- GIVEN ENTRIES -
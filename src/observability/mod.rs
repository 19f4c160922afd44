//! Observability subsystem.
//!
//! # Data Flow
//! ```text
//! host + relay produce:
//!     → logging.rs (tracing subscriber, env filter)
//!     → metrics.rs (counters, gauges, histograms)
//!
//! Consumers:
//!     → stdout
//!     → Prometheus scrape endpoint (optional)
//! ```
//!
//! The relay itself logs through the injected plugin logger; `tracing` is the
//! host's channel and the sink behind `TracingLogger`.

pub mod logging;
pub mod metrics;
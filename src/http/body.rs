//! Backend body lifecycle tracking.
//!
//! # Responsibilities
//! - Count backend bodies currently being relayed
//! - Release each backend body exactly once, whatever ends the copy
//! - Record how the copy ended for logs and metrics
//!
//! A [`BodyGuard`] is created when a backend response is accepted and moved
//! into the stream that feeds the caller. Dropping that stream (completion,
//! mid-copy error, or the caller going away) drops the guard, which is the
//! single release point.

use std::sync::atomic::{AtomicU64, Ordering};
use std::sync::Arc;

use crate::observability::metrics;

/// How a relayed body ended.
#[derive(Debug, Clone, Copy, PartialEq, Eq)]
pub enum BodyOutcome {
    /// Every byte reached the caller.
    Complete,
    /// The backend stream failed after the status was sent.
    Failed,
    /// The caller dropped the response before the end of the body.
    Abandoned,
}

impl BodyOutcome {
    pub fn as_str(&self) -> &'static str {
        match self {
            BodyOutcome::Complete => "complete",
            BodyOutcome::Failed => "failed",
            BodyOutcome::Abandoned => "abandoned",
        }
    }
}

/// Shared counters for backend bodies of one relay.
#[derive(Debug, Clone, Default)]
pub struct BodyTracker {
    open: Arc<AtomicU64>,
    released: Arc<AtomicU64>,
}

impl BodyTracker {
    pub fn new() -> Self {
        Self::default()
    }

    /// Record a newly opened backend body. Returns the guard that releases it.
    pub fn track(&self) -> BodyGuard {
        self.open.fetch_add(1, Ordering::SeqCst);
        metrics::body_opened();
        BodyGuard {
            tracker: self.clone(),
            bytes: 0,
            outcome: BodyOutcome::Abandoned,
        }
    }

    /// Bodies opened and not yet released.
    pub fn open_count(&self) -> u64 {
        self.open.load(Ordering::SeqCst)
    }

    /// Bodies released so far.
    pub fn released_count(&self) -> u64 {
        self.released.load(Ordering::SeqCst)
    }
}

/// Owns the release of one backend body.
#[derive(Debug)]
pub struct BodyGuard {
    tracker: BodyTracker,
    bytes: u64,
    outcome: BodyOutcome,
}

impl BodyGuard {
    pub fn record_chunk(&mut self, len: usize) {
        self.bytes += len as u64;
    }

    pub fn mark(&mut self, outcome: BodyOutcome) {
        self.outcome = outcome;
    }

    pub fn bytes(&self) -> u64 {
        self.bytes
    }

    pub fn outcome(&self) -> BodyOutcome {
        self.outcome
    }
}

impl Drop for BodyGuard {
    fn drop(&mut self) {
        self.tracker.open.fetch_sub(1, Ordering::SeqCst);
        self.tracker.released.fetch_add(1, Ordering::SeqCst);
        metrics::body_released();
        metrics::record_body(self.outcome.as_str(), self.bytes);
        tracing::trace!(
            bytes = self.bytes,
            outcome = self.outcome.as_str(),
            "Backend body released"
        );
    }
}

==

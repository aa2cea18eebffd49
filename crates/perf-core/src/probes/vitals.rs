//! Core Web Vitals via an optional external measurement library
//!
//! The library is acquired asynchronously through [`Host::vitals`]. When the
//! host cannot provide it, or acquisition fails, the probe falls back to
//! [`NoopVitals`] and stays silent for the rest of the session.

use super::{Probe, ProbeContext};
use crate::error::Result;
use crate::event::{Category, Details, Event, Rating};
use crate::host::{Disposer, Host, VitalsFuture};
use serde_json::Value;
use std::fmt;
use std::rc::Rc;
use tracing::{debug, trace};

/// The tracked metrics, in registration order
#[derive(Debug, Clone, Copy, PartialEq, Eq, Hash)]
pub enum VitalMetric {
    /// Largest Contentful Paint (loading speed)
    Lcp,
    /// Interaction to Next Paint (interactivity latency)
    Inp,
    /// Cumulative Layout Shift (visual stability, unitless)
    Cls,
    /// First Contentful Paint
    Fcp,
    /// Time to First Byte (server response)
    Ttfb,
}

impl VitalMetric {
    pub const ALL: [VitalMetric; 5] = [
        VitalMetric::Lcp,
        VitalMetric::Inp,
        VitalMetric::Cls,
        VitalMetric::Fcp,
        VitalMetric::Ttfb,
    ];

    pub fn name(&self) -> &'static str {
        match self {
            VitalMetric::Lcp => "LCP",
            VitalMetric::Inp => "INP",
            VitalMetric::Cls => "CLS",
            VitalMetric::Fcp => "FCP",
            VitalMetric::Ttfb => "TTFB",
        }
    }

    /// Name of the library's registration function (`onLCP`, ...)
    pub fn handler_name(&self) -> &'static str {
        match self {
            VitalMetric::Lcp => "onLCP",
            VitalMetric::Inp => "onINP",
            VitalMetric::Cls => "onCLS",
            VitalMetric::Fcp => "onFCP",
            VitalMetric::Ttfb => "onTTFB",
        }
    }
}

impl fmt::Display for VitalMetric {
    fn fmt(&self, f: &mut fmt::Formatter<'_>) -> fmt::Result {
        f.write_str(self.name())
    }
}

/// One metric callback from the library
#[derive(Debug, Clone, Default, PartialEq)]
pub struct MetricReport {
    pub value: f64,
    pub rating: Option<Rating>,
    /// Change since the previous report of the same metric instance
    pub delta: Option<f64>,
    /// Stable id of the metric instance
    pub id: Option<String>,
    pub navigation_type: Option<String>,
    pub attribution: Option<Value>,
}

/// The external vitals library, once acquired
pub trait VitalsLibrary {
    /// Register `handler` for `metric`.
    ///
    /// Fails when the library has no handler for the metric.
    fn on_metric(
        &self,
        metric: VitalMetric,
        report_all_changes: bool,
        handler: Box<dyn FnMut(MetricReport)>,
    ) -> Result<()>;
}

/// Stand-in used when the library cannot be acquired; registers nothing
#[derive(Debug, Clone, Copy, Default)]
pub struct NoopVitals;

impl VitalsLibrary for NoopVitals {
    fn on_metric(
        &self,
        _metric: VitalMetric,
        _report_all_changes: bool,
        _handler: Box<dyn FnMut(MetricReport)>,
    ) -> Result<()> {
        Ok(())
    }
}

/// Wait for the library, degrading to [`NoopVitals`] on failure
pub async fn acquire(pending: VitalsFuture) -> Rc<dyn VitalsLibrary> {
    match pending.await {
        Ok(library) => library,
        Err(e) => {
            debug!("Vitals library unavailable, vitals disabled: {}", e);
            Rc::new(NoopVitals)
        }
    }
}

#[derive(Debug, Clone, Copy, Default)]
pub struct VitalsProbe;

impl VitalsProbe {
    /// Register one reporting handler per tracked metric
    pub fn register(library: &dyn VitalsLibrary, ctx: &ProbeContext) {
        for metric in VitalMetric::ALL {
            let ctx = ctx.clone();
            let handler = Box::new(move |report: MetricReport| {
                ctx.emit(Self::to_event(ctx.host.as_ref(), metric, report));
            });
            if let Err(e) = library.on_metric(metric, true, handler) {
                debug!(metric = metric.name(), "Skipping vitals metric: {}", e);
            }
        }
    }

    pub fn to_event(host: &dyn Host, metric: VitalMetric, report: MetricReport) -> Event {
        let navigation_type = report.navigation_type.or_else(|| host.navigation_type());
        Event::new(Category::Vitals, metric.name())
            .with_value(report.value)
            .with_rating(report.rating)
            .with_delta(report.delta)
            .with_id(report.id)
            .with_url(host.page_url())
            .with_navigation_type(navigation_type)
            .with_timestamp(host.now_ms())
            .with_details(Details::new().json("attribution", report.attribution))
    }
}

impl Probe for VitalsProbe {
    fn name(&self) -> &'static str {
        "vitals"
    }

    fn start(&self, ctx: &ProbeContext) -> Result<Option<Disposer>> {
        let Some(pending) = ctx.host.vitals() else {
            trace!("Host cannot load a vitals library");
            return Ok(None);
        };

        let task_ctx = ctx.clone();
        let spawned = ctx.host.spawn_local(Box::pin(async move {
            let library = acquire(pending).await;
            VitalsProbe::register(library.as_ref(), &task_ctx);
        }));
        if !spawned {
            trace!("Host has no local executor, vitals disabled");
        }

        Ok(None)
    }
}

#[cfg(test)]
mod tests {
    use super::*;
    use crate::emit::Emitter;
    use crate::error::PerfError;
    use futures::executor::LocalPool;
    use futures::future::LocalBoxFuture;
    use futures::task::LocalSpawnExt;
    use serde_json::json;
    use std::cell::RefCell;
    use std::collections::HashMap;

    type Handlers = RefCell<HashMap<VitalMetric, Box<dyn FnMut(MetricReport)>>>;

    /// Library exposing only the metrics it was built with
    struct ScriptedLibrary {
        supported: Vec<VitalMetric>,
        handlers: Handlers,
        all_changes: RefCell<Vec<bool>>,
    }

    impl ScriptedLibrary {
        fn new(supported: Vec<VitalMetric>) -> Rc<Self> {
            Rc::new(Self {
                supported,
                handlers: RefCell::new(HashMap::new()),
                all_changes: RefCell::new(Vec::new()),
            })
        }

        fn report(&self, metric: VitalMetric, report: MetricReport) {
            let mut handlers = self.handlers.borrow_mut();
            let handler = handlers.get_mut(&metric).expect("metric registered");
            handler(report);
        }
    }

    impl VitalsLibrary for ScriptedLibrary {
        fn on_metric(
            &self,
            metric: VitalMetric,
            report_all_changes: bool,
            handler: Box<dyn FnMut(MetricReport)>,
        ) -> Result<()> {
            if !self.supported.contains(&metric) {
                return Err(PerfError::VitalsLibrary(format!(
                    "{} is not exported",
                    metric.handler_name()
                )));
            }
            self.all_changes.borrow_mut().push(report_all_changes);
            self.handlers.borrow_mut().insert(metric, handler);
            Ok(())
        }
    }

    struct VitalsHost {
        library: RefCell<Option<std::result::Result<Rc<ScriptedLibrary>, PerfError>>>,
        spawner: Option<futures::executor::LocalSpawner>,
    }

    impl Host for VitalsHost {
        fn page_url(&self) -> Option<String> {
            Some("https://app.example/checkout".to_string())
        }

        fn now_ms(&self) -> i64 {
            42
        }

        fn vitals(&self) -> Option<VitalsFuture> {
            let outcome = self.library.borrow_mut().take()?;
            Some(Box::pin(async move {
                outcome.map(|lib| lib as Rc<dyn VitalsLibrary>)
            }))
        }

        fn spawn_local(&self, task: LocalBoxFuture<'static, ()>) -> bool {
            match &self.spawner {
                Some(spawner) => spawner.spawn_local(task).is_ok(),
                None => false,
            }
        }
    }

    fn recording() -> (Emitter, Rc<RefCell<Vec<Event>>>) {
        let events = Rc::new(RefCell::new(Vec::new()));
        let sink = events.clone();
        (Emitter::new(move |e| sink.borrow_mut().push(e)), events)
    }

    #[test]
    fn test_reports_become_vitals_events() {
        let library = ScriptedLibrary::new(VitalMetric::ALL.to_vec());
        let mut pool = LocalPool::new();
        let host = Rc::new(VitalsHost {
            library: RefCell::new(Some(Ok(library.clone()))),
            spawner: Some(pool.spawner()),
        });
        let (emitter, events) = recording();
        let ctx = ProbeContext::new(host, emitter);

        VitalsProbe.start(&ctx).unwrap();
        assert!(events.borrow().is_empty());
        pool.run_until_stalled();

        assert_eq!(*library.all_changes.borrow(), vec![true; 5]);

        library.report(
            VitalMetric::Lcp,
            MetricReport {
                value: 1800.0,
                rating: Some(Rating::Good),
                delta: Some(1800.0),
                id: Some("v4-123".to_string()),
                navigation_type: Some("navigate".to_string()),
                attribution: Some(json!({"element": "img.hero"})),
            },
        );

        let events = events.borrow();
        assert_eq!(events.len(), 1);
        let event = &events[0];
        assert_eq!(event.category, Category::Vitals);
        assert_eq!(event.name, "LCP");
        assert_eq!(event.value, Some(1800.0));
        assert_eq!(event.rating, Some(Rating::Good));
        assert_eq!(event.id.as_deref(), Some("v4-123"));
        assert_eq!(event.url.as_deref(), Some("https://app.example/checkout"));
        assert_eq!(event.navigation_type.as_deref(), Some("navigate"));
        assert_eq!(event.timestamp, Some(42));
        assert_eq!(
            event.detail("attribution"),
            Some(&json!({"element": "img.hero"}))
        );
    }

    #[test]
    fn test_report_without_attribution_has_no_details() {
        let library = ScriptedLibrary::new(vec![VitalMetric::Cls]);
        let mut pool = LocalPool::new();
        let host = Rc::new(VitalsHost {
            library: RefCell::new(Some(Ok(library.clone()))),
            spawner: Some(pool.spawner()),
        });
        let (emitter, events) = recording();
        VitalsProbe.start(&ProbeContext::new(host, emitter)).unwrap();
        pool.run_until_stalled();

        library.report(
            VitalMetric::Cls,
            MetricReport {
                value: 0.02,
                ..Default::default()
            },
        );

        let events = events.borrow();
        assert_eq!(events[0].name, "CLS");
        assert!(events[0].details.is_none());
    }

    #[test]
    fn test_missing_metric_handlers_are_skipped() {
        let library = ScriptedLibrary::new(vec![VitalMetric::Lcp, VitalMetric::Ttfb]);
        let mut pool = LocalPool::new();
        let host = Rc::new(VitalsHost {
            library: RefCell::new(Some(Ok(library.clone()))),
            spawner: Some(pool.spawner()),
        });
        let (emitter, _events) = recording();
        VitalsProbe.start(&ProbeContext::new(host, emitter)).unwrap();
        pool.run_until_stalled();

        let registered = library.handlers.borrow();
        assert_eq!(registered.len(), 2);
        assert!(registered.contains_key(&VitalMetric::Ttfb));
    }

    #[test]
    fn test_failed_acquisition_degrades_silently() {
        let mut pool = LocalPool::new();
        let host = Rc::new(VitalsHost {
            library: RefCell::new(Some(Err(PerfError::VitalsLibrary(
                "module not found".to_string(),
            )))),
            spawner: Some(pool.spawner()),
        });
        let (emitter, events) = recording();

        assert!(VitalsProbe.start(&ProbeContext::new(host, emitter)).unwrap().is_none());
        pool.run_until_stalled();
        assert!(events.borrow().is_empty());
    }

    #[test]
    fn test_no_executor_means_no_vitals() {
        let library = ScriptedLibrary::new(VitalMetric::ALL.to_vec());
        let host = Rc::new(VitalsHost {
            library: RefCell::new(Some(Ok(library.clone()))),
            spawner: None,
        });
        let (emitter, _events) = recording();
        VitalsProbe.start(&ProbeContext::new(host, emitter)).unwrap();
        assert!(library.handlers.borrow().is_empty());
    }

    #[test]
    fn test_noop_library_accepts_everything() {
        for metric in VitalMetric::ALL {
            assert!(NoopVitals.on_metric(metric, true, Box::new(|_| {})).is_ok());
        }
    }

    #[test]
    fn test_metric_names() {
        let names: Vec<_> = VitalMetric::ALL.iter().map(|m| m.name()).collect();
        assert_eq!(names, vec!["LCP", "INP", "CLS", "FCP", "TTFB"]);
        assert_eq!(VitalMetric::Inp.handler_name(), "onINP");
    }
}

- ASSIGNED TASK -
State the number of lines in the material above in which the string "hero" appears, with no accompanying text.

- SOLVED EXERCISE -
2